Bon travail ! dit l’un de ces illustres bazars, de plus, le prix est fort raisonnable. Il écrivit à M. Philippe :

— Expédiez-nous cinquante coussins modèle A.

Cinquante ! Philippe ne perdit pas la tête. Il alla trouver le médecin-chef, qui justement était de l’école de Dide.

— Philippe, dit le psychiatre de l’école de Dide, vous me demandez deux ouvriers, choisissez parmi vos confrères de Saint-Charles.
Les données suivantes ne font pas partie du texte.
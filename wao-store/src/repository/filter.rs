//! Predicate tree for repository queries
//!
//! A [`Filter`] is a conjunction of [`FilterCondition`] leaves plus any number
//! of OR groups. Each OR group is a list of nested filters joined with `OR`,
//! and the group as a whole is AND-ed with everything else.
//!
//! # Example
//!
//! ```rust
//! use wao_store::repository::Filter;
//!
//! // status = 'DRAFT' AND (currency = 'USD' OR total_amount >= 100)
//! let filter = Filter::new()
//!     .eq("status", "DRAFT")
//!     .or([
//!         Filter::new().eq("currency", "USD"),
//!         Filter::new().gte("total_amount", 100.0),
//!     ]);
//! assert!(filter.references("currency"));
//! ```

use std::fmt;

use uuid::Uuid;

use super::error::{RepositoryError, RepositoryResult};
use super::value::Value;

/// Comparison operators for filter conditions
#[derive(Debug, Clone, Copy, PartialEq, Eq, Hash)]
pub enum FilterOperator {
    Equal,
    NotEqual,
    GreaterThan,
    GreaterThanOrEqual,
    LessThan,
    LessThanOrEqual,
    /// Set membership
    In,
    /// Set exclusion
    NotIn,
    /// Array or JSON containment (`@>`)
    Contains,
    /// Inclusive range
    Between,
    /// Case-insensitive substring match
    Like,
    /// Case-insensitive substring exclusion
    NotLike,
    IsNull,
    IsNotNull,
}

impl FilterOperator {
    /// Operators whose value is compared against the column's own type.
    /// `LIKE` always matches text and `@>` takes the column's element type as given.
    pub fn compares(self) -> bool {
        matches!(
            self,
            Self::Equal
                | Self::NotEqual
                | Self::GreaterThan
                | Self::GreaterThanOrEqual
                | Self::LessThan
                | Self::LessThanOrEqual
                | Self::In
                | Self::NotIn
                | Self::Between
        )
    }
}

impl fmt::Display for FilterOperator {
    fn fmt(&self, f: &mut fmt::Formatter<'_>) -> fmt::Result {
        let op = match self {
            Self::Equal => "=",
            Self::NotEqual => "!=",
            Self::GreaterThan => ">",
            Self::GreaterThanOrEqual => ">=",
            Self::LessThan => "<",
            Self::LessThanOrEqual => "<=",
            Self::In => "IN",
            Self::NotIn => "NOT IN",
            Self::Contains => "@>",
            Self::Between => "BETWEEN",
            Self::Like => "LIKE",
            Self::NotLike => "NOT LIKE",
            Self::IsNull => "IS NULL",
            Self::IsNotNull => "IS NOT NULL",
        };
        f.write_str(op)
    }
}

/// A single `attribute <operator> value` leaf
#[derive(Debug, Clone, PartialEq)]
pub struct FilterCondition {
    /// Attribute name, optionally qualified as `table.column`
    pub field: String,
    pub operator: FilterOperator,
    pub value: Value,
}

impl FilterCondition {
    /// Build a leaf, rejecting values whose shape does not fit the operator.
    pub fn new(
        field: impl Into<String>,
        operator: FilterOperator,
        value: impl Into<Value>,
    ) -> RepositoryResult<Self> {
        let condition = Self::unchecked(field, operator, value.into());
        condition.check_shape()?;
        Ok(condition)
    }

    fn unchecked(field: impl Into<String>, operator: FilterOperator, value: Value) -> Self {
        Self {
            field: field.into(),
            operator,
            value,
        }
    }

    /// Verify the value shape against the operator.
    ///
    /// The query assembler calls this again before rendering, so leaves built
    /// by hand through the public fields cannot bypass it.
    pub fn check_shape(&self) -> RepositoryResult<()> {
        let fault = |expected: &str| {
            Err(RepositoryError::compiler_fault(format!(
                "`{} {}` expects {}, got {}",
                self.field,
                self.operator,
                expected,
                self.value.type_name()
            )))
        };

        match self.operator {
            FilterOperator::Equal | FilterOperator::NotEqual => match self.value {
                Value::List(_) => fault("a scalar"),
                _ => Ok(()),
            },
            FilterOperator::GreaterThan
            | FilterOperator::GreaterThanOrEqual
            | FilterOperator::LessThan
            | FilterOperator::LessThanOrEqual => match self.value {
                Value::List(_) | Value::Null | Value::Json(_) => fault("a scalar"),
                _ => Ok(()),
            },
            FilterOperator::In | FilterOperator::NotIn => match &self.value {
                Value::List(items) if items.iter().all(|v| !matches!(v, Value::List(_))) => Ok(()),
                _ => fault("a sequence of scalars"),
            },
            FilterOperator::Contains => match self.value {
                Value::Null => fault("a scalar or sequence"),
                _ => Ok(()),
            },
            FilterOperator::Between => match &self.value {
                Value::List(items)
                    if items.len() == 2 && items.iter().all(|v| !matches!(v, Value::List(_))) =>
                {
                    Ok(())
                }
                _ => fault("a two-element sequence"),
            },
            FilterOperator::Like | FilterOperator::NotLike => match self.value {
                Value::Text(_) => Ok(()),
                _ => fault("a string"),
            },
            FilterOperator::IsNull | FilterOperator::IsNotNull => Ok(()),
        }
    }
}

/// Conjunction of leaves and OR groups
#[derive(Debug, Clone, Default, PartialEq)]
pub struct Filter {
    pub conditions: Vec<FilterCondition>,
    /// Each inner list is OR-ed; the groups are AND-ed with `conditions`
    pub or_groups: Vec<Vec<Filter>>,
}

impl Filter {
    pub fn new() -> Self {
        Self::default()
    }

    /// `id = $1`
    pub fn by_id(id: Uuid) -> Self {
        Self::new().eq("id", id)
    }

    /// `id IN (...)`
    pub fn by_ids(ids: &[Uuid]) -> Self {
        Self::new().is_in("id", ids.iter().copied())
    }

    /// True when there is nothing to compile
    pub fn is_empty(&self) -> bool {
        self.conditions.is_empty() && self.or_groups.iter().all(|g| g.iter().all(Filter::is_empty))
    }

    /// Add an already-built leaf
    #[must_use]
    pub fn and(mut self, condition: FilterCondition) -> Self {
        self.conditions.push(condition);
        self
    }

    /// Conjoin every leaf and group of another filter
    #[must_use]
    pub fn merge(mut self, other: Filter) -> Self {
        self.conditions.extend(other.conditions);
        self.or_groups.extend(other.or_groups);
        self
    }

    /// AND a disjunction of nested filters. An empty group contributes nothing.
    #[must_use]
    pub fn or(mut self, members: impl IntoIterator<Item = Filter>) -> Self {
        let members: Vec<Filter> = members.into_iter().collect();
        if !members.is_empty() {
            self.or_groups.push(members);
        }
        self
    }

    fn leaf(self, field: impl Into<String>, operator: FilterOperator, value: Value) -> Self {
        self.and(FilterCondition::unchecked(field, operator, value))
    }

    #[must_use]
    pub fn eq(self, field: impl Into<String>, value: impl Into<Value>) -> Self {
        self.leaf(field, FilterOperator::Equal, value.into())
    }

    #[must_use]
    pub fn ne(self, field: impl Into<String>, value: impl Into<Value>) -> Self {
        self.leaf(field, FilterOperator::NotEqual, value.into())
    }

    #[must_use]
    pub fn gt(self, field: impl Into<String>, value: impl Into<Value>) -> Self {
        self.leaf(field, FilterOperator::GreaterThan, value.into())
    }

    #[must_use]
    pub fn gte(self, field: impl Into<String>, value: impl Into<Value>) -> Self {
        self.leaf(field, FilterOperator::GreaterThanOrEqual, value.into())
    }

    #[must_use]
    pub fn lt(self, field: impl Into<String>, value: impl Into<Value>) -> Self {
        self.leaf(field, FilterOperator::LessThan, value.into())
    }

    #[must_use]
    pub fn lte(self, field: impl Into<String>, value: impl Into<Value>) -> Self {
        self.leaf(field, FilterOperator::LessThanOrEqual, value.into())
    }

    #[must_use]
    pub fn is_in<V: Into<Value>>(
        self,
        field: impl Into<String>,
        values: impl IntoIterator<Item = V>,
    ) -> Self {
        let values = Value::List(values.into_iter().map(Into::into).collect());
        self.leaf(field, FilterOperator::In, values)
    }

    #[must_use]
    pub fn not_in<V: Into<Value>>(
        self,
        field: impl Into<String>,
        values: impl IntoIterator<Item = V>,
    ) -> Self {
        let values = Value::List(values.into_iter().map(Into::into).collect());
        self.leaf(field, FilterOperator::NotIn, values)
    }

    /// `field @> value`; a scalar is treated as a one-element array
    #[must_use]
    pub fn contains(self, field: impl Into<String>, value: impl Into<Value>) -> Self {
        self.leaf(field, FilterOperator::Contains, value.into())
    }

    #[must_use]
    pub fn between(
        self,
        field: impl Into<String>,
        low: impl Into<Value>,
        high: impl Into<Value>,
    ) -> Self {
        let range = Value::List(vec![low.into(), high.into()]);
        self.leaf(field, FilterOperator::Between, range)
    }

    /// Case-insensitive substring match
    #[must_use]
    pub fn like(self, field: impl Into<String>, needle: impl Into<String>) -> Self {
        self.leaf(field, FilterOperator::Like, Value::Text(needle.into()))
    }

    #[must_use]
    pub fn not_like(self, field: impl Into<String>, needle: impl Into<String>) -> Self {
        self.leaf(field, FilterOperator::NotLike, Value::Text(needle.into()))
    }

    #[must_use]
    pub fn is_null(self, field: impl Into<String>) -> Self {
        self.leaf(field, FilterOperator::IsNull, Value::Null)
    }

    #[must_use]
    pub fn is_not_null(self, field: impl Into<String>) -> Self {
        self.leaf(field, FilterOperator::IsNotNull, Value::Null)
    }

    /// Every leaf attribute name, at any depth
    pub fn fields(&self) -> Vec<&str> {
        let mut fields: Vec<&str> = self.conditions.iter().map(|c| c.field.as_str()).collect();
        for member in self.or_groups.iter().flatten() {
            fields.extend(member.fields());
        }
        fields
    }

    /// Whether any leaf, at any depth, names `attribute`
    /// (bare or qualified with any table).
    pub fn references(&self, attribute: &str) -> bool {
        self.fields().into_iter().any(|field| {
            field == attribute
                || field
                    .rsplit_once('.')
                    .is_some_and(|(_, column)| column == attribute)
        })
    }
}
Et voici cinq cents francs d’avance pour acheter vos matières premières.

Deux jours plus tard l’autre des illustres bazars répondait : Envoyez-nous cent coussins modèle B.

— Prenez, Philippe, prenez des ouvriers, fit psychiatre.

Philippe embaucha quatre autres pensionnaires.

Quatre, plus deux, plus lui, Philippe, cela faisait sept fous dans le local.

Les ouvriers préparaient les coussins, Philippe les peignait.

C’était il y a un an.

Aujourd’hui ils sont quatorze et Philippe paye des impôts.

— Pour rire ! dis-je.

Philippe ouvrit son tiroir-caisse et me montra le reçu du percepteur.

— Même dans une maison de fous, on ne lui échappe plus !

Dans le fond de l’atelier on voit un piano, et sur le couvercle de l’instrument un violon repose. C’est le violon de Philippe et l’ouvrier, Richard, accompagne au piano. Ce concert n’a pas lieu aux heures de récréation, mais lorsque le démon de la musique les pousse. Alors Philippe et Richard se lèvent et vont à leur instrument et l’atelier, tombé dans l’extase, travaille en cadence.

— Ah ! soupire un charmant insensé, si seulement nous avions de petites ouvrières !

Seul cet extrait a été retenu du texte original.